Materials provided below:
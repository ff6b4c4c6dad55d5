use crate::app_config::{AppConfig, BrowserSettings, Environment};
use crate::ConfigError;

const DEFAULT_USER_AGENT: &str = "Mozilla/5.0 (Windows NT 10.0; Win64; x64) AppleWebKit/537.36 (KHTML, like Gecko) Chrome/120.0.0.0 Safari/537.36";
const DEFAULT_BROWSER_ARGS: &str = "--headless=new,--disable-dev-shm-usage,--no-sandbox";

/// Load application configuration from environment variables.
///
/// Calls `dotenvy::dotenv().ok()` to load `.env` files before reading env vars.
///
/// # Errors
///
/// Returns `ConfigError` if a value is present but invalid.
pub fn load_app_config() -> Result<AppConfig, ConfigError> {
    dotenvy::dotenv().ok();
    load_app_config_from_env()
}

/// Load application configuration from environment variables already in the process.
///
/// Unlike [`load_app_config`], this does NOT load `.env` files.
///
/// # Errors
///
/// Returns `ConfigError` if a value is present but invalid.
pub fn load_app_config_from_env() -> Result<AppConfig, ConfigError> {
    build_app_config(|key| std::env::var(key))
}

/// Build application configuration using the provided env-var lookup function.
///
/// Decoupled from the real environment so tests can feed a plain `HashMap`.
fn build_app_config<F>(lookup: F) -> Result<AppConfig, ConfigError>
where
    F: Fn(&str) -> Result<String, std::env::VarError>,
{
    use std::path::PathBuf;

    let or_default = |var: &str, default: &str| -> String {
        lookup(var).unwrap_or_else(|_| default.to_string())
    };

    let parse_u64 = |var: &str, default: &str| -> Result<u64, ConfigError> {
        let raw = or_default(var, default);
        raw.parse::<u64>().map_err(|e| ConfigError::InvalidEnvVar {
            var: var.to_string(),
            reason: e.to_string(),
        })
    };

    let env = parse_environment(&or_default("GONDOLA_ENV", "development"))?;
    let log_level = or_default("GONDOLA_LOG_LEVEL", "info");
    let sources_path = PathBuf::from(or_default(
        "GONDOLA_SOURCES_PATH",
        "./config/sources.yaml",
    ));
    let list_path = PathBuf::from(or_default("GONDOLA_LIST_PATH", "./product_list.json"));

    let webdriver_url = or_default("GONDOLA_WEBDRIVER_URL", "http://localhost:4444");
    if !(webdriver_url.starts_with("http://") || webdriver_url.starts_with("https://")) {
        return Err(ConfigError::InvalidEnvVar {
            var: "GONDOLA_WEBDRIVER_URL".to_string(),
            reason: format!("expected an http(s) URL, got \"{webdriver_url}\""),
        });
    }
    let webdriver_timeout_secs = parse_u64("GONDOLA_WEBDRIVER_TIMEOUT_SECS", "60")?;

    let user_agent = or_default("GONDOLA_BROWSER_USER_AGENT", DEFAULT_USER_AGENT);
    let args = parse_browser_args(&or_default("GONDOLA_BROWSER_ARGS", DEFAULT_BROWSER_ARGS));
    let (window_width, window_height) =
        parse_window(&or_default("GONDOLA_BROWSER_WINDOW", "1920x1080"))?;

    Ok(AppConfig {
        env,
        log_level,
        sources_path,
        list_path,
        webdriver_url,
        webdriver_timeout_secs,
        browser: BrowserSettings {
            args,
            user_agent,
            window_width,
            window_height,
        },
    })
}

fn parse_environment(s: &str) -> Result<Environment, ConfigError> {
    match s {
        "development" => Ok(Environment::Development),
        "test" => Ok(Environment::Test),
        "production" => Ok(Environment::Production),
        other => Err(ConfigError::InvalidEnvVar {
            var: "GONDOLA_ENV".to_string(),
            reason: format!("unknown environment \"{other}\""),
        }),
    }
}

/// Splits a comma-separated argument list, dropping empty entries.
fn parse_browser_args(raw: &str) -> Vec<String> {
    raw.split(',')
        .map(str::trim)
        .filter(|s| !s.is_empty())
        .map(str::to_owned)
        .collect()
}

/// Parses `WIDTHxHEIGHT` (e.g. `1920x1080`).
fn parse_window(raw: &str) -> Result<(u32, u32), ConfigError> {
    let invalid = |reason: String| ConfigError::InvalidEnvVar {
        var: "GONDOLA_BROWSER_WINDOW".to_string(),
        reason,
    };

    let (w, h) = raw
        .split_once(['x', 'X'])
        .ok_or_else(|| invalid(format!("expected WIDTHxHEIGHT, got \"{raw}\"")))?;
    let width = w.trim().parse::<u32>().map_err(|e| invalid(e.to_string()))?;
    let height = h.trim().parse::<u32>().map_err(|e| invalid(e.to_string()))?;
    if width == 0 || height == 0 {
        return Err(invalid("window dimensions must be non-zero".to_string()));
    }
    Ok((width, height))
}

#[cfg(test)]
#[path = "config_test.rs"]
mod tests;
End of Materials provided.
→ Task item:
All lines in the data that contain the word "crate" should be copied.

→ Answer area:
use crate::app_config::{AppConfig, BrowserSettings, Environment};
use crate::ConfigError;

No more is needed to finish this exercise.